NRDC Calls Pebble Mine Parent Company “Tone Deaf” In Blog Post

After the comment period for the Environmental Protection Agency to further protect Bristol Bay ended recently, the Natural Resources Defense Council reacted to the Pebble Mine parent company’s own comments to the EPA. First, here’s what Northern Dynasty Minerals said earlier this month:

“The comments we filed today clearly show there is absolutely no justification for the EPA’s actions against the Pebble Project. The EPA’s proposed veto of Pebble is legally, environmentally and technically unsupported. The EPA action is premature and it flies in the face of decades of regulatory precedent for fair and due process for development projects in Alaska and in the nation.

“The EPA’s actions are politically motivated, and in our comments today we spell out just how indefensible this veto process has become. The EPA has made wildly speculative claims about possible adverse impacts from Pebble’s development that are not supported by any defensible data and are in direct contradiction with the facts demonstrated in the USACE’s Final Environmental Impact Statement (FEIS) for the Pebble Project. The FEIS clearly states that Pebble can be developed without harm to the Bristol Bay fishery. Regulations and court precedent specify EPA must establish that development will have demonstrable adverse impacts before it can initiate a veto, and the EPA did not do this. Simply put, EPA’s speculation about impacts is not the same as demonstrating impacts will occur.
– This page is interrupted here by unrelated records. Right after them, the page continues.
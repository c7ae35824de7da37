//! # Subjects
//!
//! Roles and users. A [`Role`] names a bundle of permissions; a [`User`]
//! names a principal that holds roles. Both are plain identifiers with value
//! equality, so a host can rebuild them from a request (an authenticated
//! subject claim, a role name from a token) and get the same key back.

use serde::{Deserialize, Serialize};

use crate::resources::impl_string_id;

/// A named bundle of permissions.
///
/// # Example
///
/// ```
/// use rbac_registry::Role;
///
/// let admin = Role::new("admin");
/// assert_eq!(admin.as_str(), "admin");
/// assert_eq!(admin, "admin".into());
/// ```
#[derive(Debug, Clone, PartialEq, Eq, Hash, PartialOrd, Ord, Serialize, Deserialize)]
#[serde(transparent)]
pub struct Role {
    id: String,
}

impl Role {
    /// Create a role from its identifier.
    pub fn new(id: impl Into<String>) -> Self {
        Self { id: id.into() }
    }

    /// Get the role identifier.
    pub fn as_str(&self) -> &str {
        &self.id
    }
}

impl_string_id!(Role);

/// A principal that can be assigned roles.
///
/// # Example
///
/// ```
/// use rbac_registry::User;
///
/// let alice = User::new("alice");
/// assert_eq!(alice.to_string(), "alice");
/// ```
#[derive(Debug, Clone, PartialEq, Eq, Hash, PartialOrd, Ord, Serialize, Deserialize)]
#[serde(transparent)]
pub struct User {
    id: String,
}

impl User {
    /// Create a user from its identifier.
    pub fn new(id: impl Into<String>) -> Self {
        Self { id: id.into() }
    }

    /// Get the user identifier.
    pub fn as_str(&self) -> &str {
        &self.id
    }
}

impl_string_id!(User);

#[cfg(test)]
mod tests {
    use super::*;
    use std::collections::HashMap;

    #[test]
    fn test_role_value_equality() {
        assert_eq!(Role::new("admin"), Role::from(String::from("admin")));
        assert_ne!(Role::new("admin"), Role::new("editor"));
    }

    #[test]
    fn test_user_value_equality() {
        assert_eq!(User::new("alice"), User::from("alice"));
        assert_ne!(User::new("alice"), User::new("bob"));
    }

    #[test]
    fn test_subjects_as_json_map_keys() {
        let mut grants: HashMap<User, Vec<Role>> = HashMap::new();
        grants.insert(User::new("alice"), vec![Role::new("admin")]);

        let json = serde_json::to_value(&grants).unwrap();
        assert_eq!(json, serde_json::json!({"alice": ["admin"]}));

        let back: HashMap<User, Vec<Role>> = serde_json::from_value(json).unwrap();
        assert_eq!(back[&User::new("alice")], vec![Role::new("admin")]);
    }
}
“Congress did not give the EPA broad authority to act as it has in the Pebble case. The 404 veto was intended to be narrowly defined and for specific areas. In this case, the EPA has preemptively vetoed 309 square miles (nearly 200,000 acres) of state of Alaska land, an area 66 times larger than any previous 404 veto. In fact, this site prohibition is 23 times larger than the entire mine site footprint. This is clearly a massive regulatory overreach by the EPA and well outside what Congress intended for the agency when it passed the Clean Water Act.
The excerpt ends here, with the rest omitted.